The lines to copy from the data below are those that hold the string "await".

GIVEN RECORDS below:

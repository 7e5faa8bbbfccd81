//! # Application Error Handling System
//!
//! 백엔드 서비스 전역에서 사용하는 통합 에러 타입입니다.
//! `thiserror`로 `Error` trait을 구현하고 `actix_web::ResponseError`를 구현하여
//! 핸들러에서 `?` 연산자만으로 HTTP 응답까지 변환되도록 합니다.
//!
//! ## HTTP 응답 매핑
//!
//! | AppError | HTTP Status | 응답 본문 |
//! |----------|-------------|-----------|
//! | `ValidationError` | 400 Bad Request | `{"errors": [{"msg", "param"}]}` |
//! | `ConflictError` | 400 Bad Request | `{"errors": [{"msg"}]}` |
//! | `InvalidCredentials` | 400 Bad Request | `{"errors": [{"msg": "Invalid Credentials"}]}` |
//! | `BadRequest` | 400 Bad Request | `{"msg": ...}` |
//! | `AuthenticationError` | 401 Unauthorized | `{"msg": ...}` |
//! | `NotFound` | 404 Not Found | `{"msg": ...}` |
//! | `DatabaseError` | 500 Internal Server Error | `{"msg": "Server error"}` |
//! | `ExternalServiceError` | 500 Internal Server Error | `{"msg": "Server error"}` |
//! | `InternalError` | 500 Internal Server Error | `{"msg": "Server error"}` |
//!
//! 5xx 에러의 상세 내용은 서버 로그에만 기록되고 클라이언트에는
//! 일반화된 메시지만 전달됩니다.
//!
//! ## 사용 패턴
//!
//! ```rust,ignore
//! use crate::core::errors::AppError;
//!
//! async fn find_user(&self, id: &str) -> Result<User, AppError> {
//!     self.user_repo
//!         .find_by_id(id)
//!         .await?
//!         .ok_or_else(|| AppError::NotFound("User not found".to_string()))
//! }
//! ```

use serde::Serialize;
use thiserror::Error;

/// 클라이언트에 노출되는 5xx 공통 메시지
pub const SERVER_ERROR_MESSAGE: &str = "Server error";

/// 로그인 실패 시 공통 메시지
///
/// 이메일이 없는 경우와 비밀번호가 틀린 경우 모두 동일한 메시지를 사용하여
/// 계정 존재 여부가 노출되지 않도록 합니다.
pub const INVALID_CREDENTIALS_MESSAGE: &str = "Invalid Credentials";

/// 필드 단위 검증 에러 항목
#[derive(Debug, Clone, PartialEq, Serialize)]
pub struct FieldError {
    /// 사용자에게 보여줄 메시지
    pub msg: String,

    /// 문제가 된 요청 필드명
    #[serde(skip_serializing_if = "Option::is_none")]
    pub param: Option<String>,
}

impl FieldError {
    pub fn new(param: impl Into<String>, msg: impl Into<String>) -> Self {
        Self {
            msg: msg.into(),
            param: Some(param.into()),
        }
    }

    /// 특정 필드에 속하지 않는 메시지
    pub fn message(msg: impl Into<String>) -> Self {
        Self {
            msg: msg.into(),
            param: None,
        }
    }
}

/// 애플리케이션 전역 에러 타입
///
/// 각 계층(리포지토리, 서비스, 핸들러)에서 발생하는 모든 에러를 포괄합니다.
///
/// ## 에러 카테고리
///
/// ### 1. 입력 계층 에러 (400)
/// - `ValidationError`: 요청 본문 필드 검증 실패
/// - `ConflictError`: 중복 데이터 생성 시도 (이미 가입된 이메일 등)
/// - `InvalidCredentials`: 로그인 정보 불일치
/// - `BadRequest`: 그 밖의 잘못된 요청 (프로필 없음 등)
///
/// ### 2. 보안 계층 에러 (401)
/// - `AuthenticationError`: 토큰 누락, 위조, 만료
///
/// ### 3. 리소스 에러 (404)
/// - `NotFound`: 요청한 리소스 없음
///
/// ### 4. 인프라/시스템 에러 (500)
/// - `DatabaseError`, `ExternalServiceError`, `InternalError`
#[derive(Error, Debug)]
pub enum AppError {
    /// 데이터베이스 관련 에러
    ///
    /// MongoDB 연결 오류, 쿼리 실행 오류 등을 나타냅니다.
    ///
    /// # 예제
    /// ```rust,ignore
    /// collection.insert_one(&user).await
    ///     .map_err(|e| AppError::DatabaseError(e.to_string()))?;
    /// ```
    #[error("Database error: {0}")]
    DatabaseError(String),

    /// 입력값 검증 에러
    ///
    /// `validator` 크레이트의 검증 결과를 필드 단위 목록으로 보관합니다.
    #[error("Validation error: {}", format_field_errors(.0))]
    ValidationError(Vec<FieldError>),

    /// 충돌/중복 에러
    ///
    /// 원본 API와의 호환을 위해 409가 아닌 400으로 응답하며,
    /// 검증 에러와 같은 `errors` 배열 형식을 사용합니다.
    #[error("Conflict error: {0}")]
    ConflictError(String),

    /// 로그인 정보 불일치
    #[error("Invalid credentials")]
    InvalidCredentials,

    /// 일반적인 잘못된 요청
    #[error("Bad request: {0}")]
    BadRequest(String),

    /// 인증 실패 에러 (토큰 누락, 위조, 만료)
    #[error("Authentication error: {0}")]
    AuthenticationError(String),

    /// 리소스 찾을 수 없음 에러
    #[error("Not found: {0}")]
    NotFound(String),

    /// 외부 서비스 에러
    ///
    /// GitHub API 등 써드파티 호출 실패 시 발생합니다.
    #[error("External service error: {0}")]
    ExternalServiceError(String),

    /// 내부 서버 에러
    ///
    /// 토큰 서명 실패, 비밀번호 해싱 실패 등 예상하지 못한 오류입니다.
    #[error("Internal server error: {0}")]
    InternalError(String),
}

fn format_field_errors(errors: &[FieldError]) -> String {
    errors
        .iter()
        .map(|e| match &e.param {
            Some(param) => format!("{}: {}", param, e.msg),
            None => e.msg.clone(),
        })
        .collect::<Vec<_>>()
        .join(", ")
}

impl AppError {
    /// 단일 필드 검증 에러 생성
    pub fn field(param: &str, msg: &str) -> Self {
        AppError::ValidationError(vec![FieldError::new(param, msg)])
    }

    /// 서버 내부 에러 여부
    ///
    /// `true`이면 응답 본문은 `Server error`로 일반화되고 상세 내용은 error 로그로 남습니다.
    pub fn is_server_error(&self) -> bool {
        matches!(
            self,
            AppError::DatabaseError(_)
                | AppError::ExternalServiceError(_)
                | AppError::InternalError(_)
        )
    }
}

impl From<validator::ValidationErrors> for AppError {
    /// `validator` 검증 결과를 필드 단위 에러 목록으로 변환합니다.
    ///
    /// 필드명 기준으로 정렬하여 응답 순서가 항상 동일하도록 합니다.
    fn from(errors: validator::ValidationErrors) -> Self {
        let mut field_errors: Vec<FieldError> = errors
            .field_errors()
            .into_iter()
            .flat_map(|(field, errs)| {
                let field = field.to_string();
                errs.iter()
                    .map(|err| {
                        let msg = err
                            .message
                            .as_ref()
                            .map(|m| m.to_string())
                            .unwrap_or_else(|| format!("Invalid value for {}", field));
                        FieldError::new(field.clone(), msg)
                    })
                    .collect::<Vec<_>>()
            })
            .collect();

        field_errors.sort_by(|a, b| a.param.cmp(&b.param));
        AppError::ValidationError(field_errors)
    }
}

impl actix_web::ResponseError for AppError {
    fn status_code(&self) -> actix_web::http::StatusCode {
        use actix_web::http::StatusCode;

        match self {
            AppError::ValidationError(_)
            | AppError::ConflictError(_)
            | AppError::InvalidCredentials
            | AppError::BadRequest(_) => StatusCode::BAD_REQUEST,
            AppError::AuthenticationError(_) => StatusCode::UNAUTHORIZED,
            AppError::NotFound(_) => StatusCode::NOT_FOUND,
            AppError::DatabaseError(_)
            | AppError::ExternalServiceError(_)
            | AppError::InternalError(_) => StatusCode::INTERNAL_SERVER_ERROR,
        }
    }

    /// HTTP 에러 응답을 생성합니다.
    ///
    /// 5xx 에러는 상세 내용을 로그로 남기고 일반화된 메시지만 반환합니다.
    fn error_response(&self) -> actix_web::HttpResponse {
        if self.is_server_error() {
            log::error!("{}", self);
            return actix_web::HttpResponse::build(self.status_code())
                .json(serde_json::json!({ "msg": SERVER_ERROR_MESSAGE }));
        }

        let body = match self {
            AppError::ValidationError(errors) => serde_json::json!({ "errors": errors }),
            AppError::ConflictError(msg) => serde_json::json!({
                "errors": [FieldError::message(msg.as_str())]
            }),
            AppError::InvalidCredentials => serde_json::json!({
                "errors": [FieldError::message(INVALID_CREDENTIALS_MESSAGE)]
            }),
            AppError::BadRequest(msg)
            | AppError::AuthenticationError(msg)
            | AppError::NotFound(msg) => serde_json::json!({ "msg": msg }),
            _ => serde_json::json!({ "msg": SERVER_ERROR_MESSAGE }),
        };

        actix_web::HttpResponse::build(self.status_code()).json(body)
    }
}

/// 편의성을 위한 Result 타입 별칭
pub type AppResult<T> = Result<T, AppError>;

/// 외부 라이브러리 에러를 AppError로 변환하는 확장 trait
///
/// # 예제
///
/// ```rust,ignore
/// let bson = mongodb::bson::to_bson(&experience)
///     .context("Failed to encode experience")?;
/// ```
pub trait ErrorContext<T> {
    /// 컨텍스트 정보와 함께 에러를 변환합니다.
    fn context(self, msg: &str) -> AppResult<T>;
}

impl<T, E> ErrorContext<T> for Result<T, E>
where
    E: std::fmt::Display,
{
    fn context(self, msg: &str) -> AppResult<T> {
        self.map_err(|e| AppError::InternalError(format!("{}: {}", msg, e)))
    }
}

End of GIVEN RECORDS.

◆ REPLY TO THE EXERCISE:
//!         .await?
    /// collection.insert_one(&user).await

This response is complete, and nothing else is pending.